Death from Above 1979 performed the final UK show of their current tour at Brixton Academy on Friday 7th October 2011. The duo, who had reunited this year after a very public falling out six years ago, played all but one song of their only album, 2004’s You’re a Woman, I’m a Machine, as well as a selection from their EP Heads Up and various B-sides. Drummer and vocalist Sebastien Grainger, dressed entirely in white and with bleached hair, struggled to hold it together through several of their songs, afterwards taking to Twitter to explain “I can’t sing, play drums and ponder the concept of syncopation at the same time.”
It’s just as well he didn’t attempt to make that excuse in front of the audience, who could barely make out Sebastien’s attempts at banter between songs due to the strangely low volume and excessive reverb on the vocals. Fortunately bassist and keyboardist Jesse F. Keeler, all in black, was on form, or there could have been a repeat of the riots that took place at the first of their comeback shows in Austin, Texas earlier this year.
There were calls from the crowd to play something new, and also to play ‘Sexy Results’, a popular track from the album that the band never perform live. Sebastien’s response was that “You can go home and listen to that one on your own”. The lack of new material was expected, but still a disappointment.
The band’s biggest crowd-pleaser, ‘Romantic Rights’, was saved until the penultimate song of a set which was, as far as I could remember, exactly the same as that which they had performed on their pre-breakup trip to England in 2005. It was during this song that Grainger, as usual, abandoned the drum kit and finally engaged the crowd in singing along to the chorus lyric of “I don’t need you, I want you” as he slapped hands down at the front of the stage and Keeler played the same distorted bass riff for what must have been about ten minutes.

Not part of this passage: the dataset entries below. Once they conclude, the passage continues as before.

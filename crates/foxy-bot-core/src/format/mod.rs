//! # Notification Formatters
//!
//! One formatter per event category. Each inspects its category's sub-case
//! discriminator and either renders a message or returns
//! [`Notification::Empty`] for sub-cases that are not announced.
//!
//! Every headline follows the same shape:
//!
//! ```text
//! <emoji> *<actor>* <verb> <noun> [<reference> <title>](<url>) in [<project>](<project url>)
//! ```
//!
//! followed by optional paragraphs of escaped free text.

use crate::events::{
    non_blank, Actor, EventPayload, IssueEvent, MergeRequestEvent, NoteEvent, PipelineEvent,
    Project,
};
use crate::markdown::Line;
use crate::Notification;

pub mod comment;
pub mod issue;
pub mod merge_request;
pub mod pipeline;

// ============================================================================
// Formatter Interface
// ============================================================================

/// Interface for rendering typed payloads into notifications.
///
/// The dispatch pipeline is written against this trait so that tests can
/// observe which formatter, if any, handled an event.
pub trait NotificationFormatter: Send + Sync {
    /// Render a merge request event
    fn merge_request(&self, event: &MergeRequestEvent) -> Notification;

    /// Render a pipeline event
    fn pipeline(&self, event: &PipelineEvent) -> Notification;

    /// Render a comment event
    fn comment(&self, event: &NoteEvent) -> Notification;

    /// Render an issue event
    fn issue(&self, event: &IssueEvent) -> Notification;

    /// Route a payload to the formatter for its variant.
    fn format(&self, payload: &EventPayload) -> Notification {
        match payload {
            EventPayload::MergeRequest(event) => self.merge_request(event),
            EventPayload::Pipeline(event) => self.pipeline(event),
            EventPayload::Comment(event) => self.comment(event),
            EventPayload::Issue(event) => self.issue(event),
        }
    }
}

/// The production formatter set.
#[derive(Debug, Clone, Copy, Default)]
pub struct DefaultFormatter;

impl NotificationFormatter for DefaultFormatter {
    fn merge_request(&self, event: &MergeRequestEvent) -> Notification {
        merge_request::format_merge_request(event)
    }

    fn pipeline(&self, event: &PipelineEvent) -> Notification {
        pipeline::format_pipeline(event)
    }

    fn comment(&self, event: &NoteEvent) -> Notification {
        comment::format_comment(event)
    }

    fn issue(&self, event: &IssueEvent) -> Notification {
        issue::format_issue(event)
    }
}

// ============================================================================
// Shared Helpers
// ============================================================================

/// `<emoji> *<actor>* <verb>`
pub(crate) fn headline(emoji: &'static str, actor: &Actor, verb: &str) -> Line {
    Line::new()
        .emoji(emoji)
        .bold(actor.display_name())
        .text(" ")
        .text(verb)
}

/// Append ` <noun> [<sigil><iid> <title>](<url>)`.
///
/// Missing parts are dropped; with neither reference, title nor URL only the
/// noun is appended.
pub(crate) fn with_subject(
    line: Line,
    noun: &str,
    sigil: char,
    iid: Option<u64>,
    title: Option<&str>,
    url: Option<&str>,
) -> Line {
    let mut label = Line::new().reference(sigil, iid);
    if let Some(title) = non_blank(title) {
        if !label.is_empty() {
            label = label.text(" ");
        }
        label = label.text(title);
    }

    let subject = Line::new().link(label, non_blank(url));
    let line = line.text(" ").text(noun);
    if subject.is_empty() {
        line
    } else {
        line.text(" ").link(subject, None)
    }
}

/// Append ` in [<project>](<web_url>)`, or nothing when the project is unnamed.
pub(crate) fn with_project(line: Line, project: &Project) -> Line {
    match project.display_name() {
        Some(name) => line
            .text(" in ")
            .link(Line::new().text(name), non_blank(project.web_url.as_deref())),
        None => line,
    }
}

#[cfg(test)]
#[path = "mod_tests.rs"]
mod tests;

This was followed by ‘Do It!’, during which it was Keeler’s turn to let loose and entertain the audience, playing bass behind his head one minute, singing into a vocoder he was playing with his right hand whilst playing bass with his left the next. Again Grainger struggled with the drumming, suggesting that since the breakup he hasn’t exactly been practising his rudiments, but it was just enough to leave the Brixton crowd wanting a bit more as they left the stage.
Finally, during the encore, the band came into their own, performing first ‘You’re Lovely (But You’ve Got Lots of Problems)’ and then the closer ‘Losing Friends’. Playing at a much higher standard than they had managed earlier in the evening, it seemed at that point like they wanted to carry on but had simply run out of songs.